= Exercise goal =
Write the records out again. Match them exactly.

*** Study material Section Begins ***

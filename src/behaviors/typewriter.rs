use std::time::Duration;

#[derive(Clone, Copy, Debug, PartialEq, Eq)]
pub struct TypewriterTiming {
    /// Delay before the frame around the title fades in.
    pub frame_delay: Duration,
    /// Delay before the first character is typed.
    pub initial_delay: Duration,
    pub tick_interval: Duration,
    /// Delay between the last character and the content reveal.
    pub reveal_delay: Duration,
}

impl Default for TypewriterTiming {
    fn default() -> Self {
        Self {
            frame_delay: Duration::from_millis(300),
            initial_delay: Duration::from_millis(1_000),
            tick_interval: Duration::from_millis(100),
            reveal_delay: Duration::from_millis(400),
        }
    }
}

#[derive(Clone, Copy, Debug, Default, PartialEq, Eq)]
pub enum TypewriterPhase {
    #[default]
    Idle,
    Typing,
    Typed,
    Revealed,
}

#[derive(Clone, Copy, Debug, PartialEq, Eq)]
pub enum TickOutcome {
    Typed,
    Completed,
    Ignored,
}

/// Latch that lets an effect run on first activation only.
#[derive(Debug, Default)]
pub struct OneShot {
    fired: bool,
}

impl OneShot {
    /// True exactly once.
    pub fn fire(&mut self) -> bool {
        !std::mem::replace(&mut self.fired, true)
    }
}

/// Reveals `target` one character per tick. The shown text is always a
/// prefix of the target on a character boundary.
#[derive(Clone, Debug, PartialEq, Eq)]
pub struct Typewriter {
    target: &'static str,
    shown_chars: usize,
    frame_visible: bool,
    phase: TypewriterPhase,
}

impl Typewriter {
    pub fn new(target: &'static str) -> Self {
        Self {
            target,
            shown_chars: 0,
            frame_visible: false,
            phase: TypewriterPhase::Idle,
        }
    }

    pub fn target(&self) -> &'static str {
        self.target
    }

    pub fn phase(&self) -> TypewriterPhase {
        self.phase
    }

    pub fn text(&self) -> &'static str {
        let end = self
            .target
            .char_indices()
            .nth(self.shown_chars)
            .map(|(offset, _)| offset)
            .unwrap_or(self.target.len());
        &self.target[..end]
    }

    pub fn frame_visible(&self) -> bool {
        self.frame_visible
    }

    pub fn content_revealed(&self) -> bool {
        self.phase == TypewriterPhase::Revealed
    }

    pub fn show_frame(&mut self) {
        self.frame_visible = true;
    }

    /// Moves from `Idle` to `Typing`. An empty target is complete at once.
    pub fn begin(&mut self) {
        if self.phase != TypewriterPhase::Idle {
            return;
        }
        self.phase = if self.target.is_empty() {
            TypewriterPhase::Typed
        } else {
            TypewriterPhase::Typing
        };
    }

    pub fn tick(&mut self) -> TickOutcome {
        if self.phase != TypewriterPhase::Typing {
            return TickOutcome::Ignored;
        }

        self.shown_chars += 1;
        if self.shown_chars >= self.target.chars().count() {
            self.phase = TypewriterPhase::Typed;
            TickOutcome::Completed
        } else {
            TickOutcome::Typed
        }
    }

    /// Accepted only once typing has finished.
    pub fn reveal(&mut self) -> bool {
        if self.phase != TypewriterPhase::Typed {
            return false;
        }
        self.phase = TypewriterPhase::Revealed;
        true
    }
}

#[cfg(test)]
mod tests {
    use super::*;

    #[test]
    fn text_is_strict_prefix_until_last_tick() {
        let mut typewriter = Typewriter::new("CONTACT");
        typewriter.begin();
        let len = typewriter.target().chars().count();

        for tick in 1..len {
            assert_eq!(typewriter.tick(), TickOutcome::Typed);
            assert_eq!(typewriter.text(), &"CONTACT"[..tick]);
            assert_ne!(typewriter.text(), "CONTACT");
        }

        assert_eq!(typewriter.tick(), TickOutcome::Completed);
        assert_eq!(typewriter.text(), "CONTACT");
        assert_eq!(typewriter.phase(), TypewriterPhase::Typed);
    }

    #[test]
    fn ticks_after_completion_are_ignored() {
        let mut typewriter = Typewriter::new("AB");
        typewriter.begin();
        typewriter.tick();
        typewriter.tick();

        assert_eq!(typewriter.tick(), TickOutcome::Ignored);
        assert_eq!(typewriter.text(), "AB");
    }

    #[test]
    fn ticks_before_begin_are_ignored() {
        let mut typewriter = Typewriter::new("AB");

        assert_eq!(typewriter.tick(), TickOutcome::Ignored);
        assert_eq!(typewriter.text(), "");
    }

    #[test]
    fn multibyte_text_splits_on_char_boundaries() {
        let mut typewriter = Typewriter::new("CAFÉ Ü");
        typewriter.begin();
        for _ in 0..4 {
            typewriter.tick();
        }

        assert_eq!(typewriter.text(), "CAFÉ");
    }

    #[test]
    fn reveal_waits_for_typing_to_finish() {
        let mut typewriter = Typewriter::new("HI");
        typewriter.begin();
        typewriter.tick();

        assert!(!typewriter.reveal());
        typewriter.tick();
        assert!(typewriter.reveal());
        assert!(typewriter.content_revealed());
        assert!(!typewriter.reveal());
    }

    #[test]
    fn empty_target_completes_on_begin() {
        let mut typewriter = Typewriter::new("");
        typewriter.begin();

        assert_eq!(typewriter.phase(), TypewriterPhase::Typed);
        assert!(typewriter.reveal());
    }

    #[test]
    fn begin_twice_does_not_restart() {
        let mut typewriter = Typewriter::new("ABC");
        typewriter.begin();
        typewriter.tick();
        typewriter.begin();

        assert_eq!(typewriter.text(), "A");
    }

    #[test]
    fn frame_shows_independently_of_typing() {
        let mut typewriter = Typewriter::new("ABC");
        assert!(!typewriter.frame_visible());

        typewriter.show_frame();
        assert!(typewriter.frame_visible());
        assert_eq!(typewriter.phase(), TypewriterPhase::Idle);
    }

    #[test]
    fn one_shot_fires_once() {
        let mut latch = OneShot::default();

        assert!(latch.fire());
        assert!(!latch.fire());
        assert!(!latch.fire());
    }

    #[test]
    fn default_timing_matches_page_rhythm() {
        let timing = TypewriterTiming::default();

        assert_eq!(timing.tick_interval, Duration::from_millis(100));
        assert!(timing.frame_delay < timing.initial_delay);
    }
}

*** Study material Section Ends ***

= Written solution =
filename src/behaviors/typewriter.rs
use std::time::Duration;

#[derive(Clone, Copy, Debug, PartialEq, Eq)]
pub struct TypewriterTiming {
    /// Delay before the frame around the title fades in.
    pub frame_delay: Duration,
    /// Delay before the first character is typed.
    pub initial_delay: Duration,
    pub tick_interval: Duration,
    /// Delay between the last character and the content reveal.
    pub reveal_delay: Duration,
}

impl Default for TypewriterTiming {
    fn default() -> Self {
        Self {
            frame_delay: Duration::from_millis(300),
            initial_delay: Duration::from_millis(1_000),
            tick_interval: Duration::from_millis(100),
            reveal_delay: Duration::from_millis(400),
        }
    }
}

#[derive(Clone, Copy, Debug, Default, PartialEq, Eq)]
pub enum TypewriterPhase {
    #[default]
    Idle,
    Typing,
    Typed,
    Revealed,
}

#[derive(Clone, Copy, Debug, PartialEq, Eq)]
pub enum TickOutcome {
    Typed,
    Completed,
    Ignored,
}

/// Latch that lets an effect run on first activation only.
#[derive(Debug, Default)]
pub struct OneShot {
    fired: bool,
}

impl OneShot {
    /// True exactly once.
    pub fn fire(&mut self) -> bool {
        !std::mem::replace(&mut self.fired, true)
    }
}

/// Reveals `target` one character per tick. The shown text is always a
/// prefix of the target on a character boundary.
#[derive(Clone, Debug, PartialEq, Eq)]
pub struct Typewriter {
    target: &'static str,
    shown_chars: usize,
    frame_visible: bool,
    phase: TypewriterPhase,
}

impl Typewriter {
    pub fn new(target: &'static str) -> Self {
        Self {
            target,
            shown_chars: 0,
            frame_visible: false,
            phase: TypewriterPhase::Idle,
        }
    }

    pub fn target(&self) -> &'static str {
        self.target
    }

    pub fn phase(&self) -> TypewriterPhase {
        self.phase
    }

    pub fn text(&self) -> &'static str {
        let end = self
            .target
            .char_indices()
            .nth(self.shown_chars)
            .map(|(offset, _)| offset)
            .unwrap_or(self.target.len());
        &self.target[..end]
    }

    pub fn frame_visible(&self) -> bool {
        self.frame_visible
    }

    pub fn content_revealed(&self) -> bool {
        self.phase == TypewriterPhase::Revealed
    }

    pub fn show_frame(&mut self) {
        self.frame_visible = true;
    }

    /// Moves from `Idle` to `Typing`. An empty target is complete at once.
    pub fn begin(&mut self) {
        if self.phase != TypewriterPhase::Idle {
            return;
        }
        self.phase = if self.target.is_empty() {
            TypewriterPhase::Typed
        } else {
            TypewriterPhase::Typing
        };
    }

    pub fn tick(&mut self) -> TickOutcome {
        if self.phase != TypewriterPhase::Typing {
            return TickOutcome::Ignored;
        }

        self.shown_chars += 1;
        if self.shown_chars >= self.target.chars().count() {
            self.phase = TypewriterPhase::Typed;
            TickOutcome::Completed
        } else {
            TickOutcome::Typed
        }
    }

    /// Accepted only once typing has finished.
    pub fn reveal(&mut self) -> bool {
        if self.phase != TypewriterPhase::Typed {
            return false;
        }
        self.phase = TypewriterPhase::Revealed;
        true
    }
}

#[cfg(test)]
mod tests {
    use super::*;

    #[test]
    fn text_is_strict_prefix_until_last_tick() {
        let mut typewriter = Typewriter::new("CONTACT");
        typewriter.begin();
        let len = typewriter.target().chars().count();

        for tick in 1..len {
            assert_eq!(typewriter.tick(), TickOutcome::Typed);
            assert_eq!(typewriter.text(), &"CONTACT"[..tick]);
            assert_ne!(typewriter.text(), "CONTACT");
        }

        assert_eq!(typewriter.tick(), TickOutcome::Completed);
        assert_eq!(typewriter.text(), "CONTACT");
        assert_eq!(typewriter.phase(), TypewriterPhase::Typed);
    }

    #[test]
    fn ticks_after_completion_are_ignored() {
        let mut typewriter = Typewriter::new("AB");
        typewriter.begin();
        typewriter.tick();
        typewriter.tick();

        assert_eq!(typewriter.tick(), TickOutcome::Ignored);
        assert_eq!(typewriter.text(), "AB");
    }

    #[test]
    fn ticks_before_begin_are_ignored() {
        let mut typewriter = Typewriter::new("AB");

        assert_eq!(typewriter.tick(), TickOutcome::Ignored);
        assert_eq!(typewriter.text(), "");
    }

    #[test]
    fn multibyte_text_splits_on_char_boundaries() {
        let mut typewriter = Typewriter::new("CAFÉ Ü");
        typewriter.begin();
        for _ in 0..4 {
            typewriter.tick();
        }

        assert_eq!(typewriter.text(), "CAFÉ");
    }

    #[test]
    fn reveal_waits_for_typing_to_finish() {
        let mut typewriter = Typewriter::new("HI");
        typewriter.begin();
        typewriter.tick();

        assert!(!typewriter.reveal());
        typewriter.tick();
        assert!(typewriter.reveal());
        assert!(typewriter.content_revealed());
        assert!(!typewriter.reveal());
    }

    #[test]
    fn empty_target_completes_on_begin() {
        let mut typewriter = Typewriter::new("");
        typewriter.begin();

        assert_eq!(typewriter.phase(), TypewriterPhase::Typed);
        assert!(typewriter.reveal());
    }

    #[test]
    fn begin_twice_does_not_restart() {
        let mut typewriter = Typewriter::new("ABC");
        typewriter.begin();
        typewriter.tick();
        typewriter.begin();

        assert_eq!(typewriter.text(), "A");
    }

    #[test]
    fn frame_shows_independently_of_typing() {
        let mut typewriter = Typewriter::new("ABC");
        assert!(!typewriter.frame_visible());

        typewriter.show_frame();
        assert!(typewriter.frame_visible());
        assert_eq!(typewriter.phase(), TypewriterPhase::Idle);
    }

    #[test]
    fn one_shot_fires_once() {
        let mut latch = OneShot::default();

        assert!(latch.fire());
        assert!(!latch.fire());
        assert!(!latch.fire());
    }

    #[test]
    fn default_timing_matches_page_rhythm() {
        let timing = TypewriterTiming::default();

        assert_eq!(timing.tick_interval, Duration::from_millis(100));
        assert!(timing.frame_delay < timing.initial_delay);
    }
}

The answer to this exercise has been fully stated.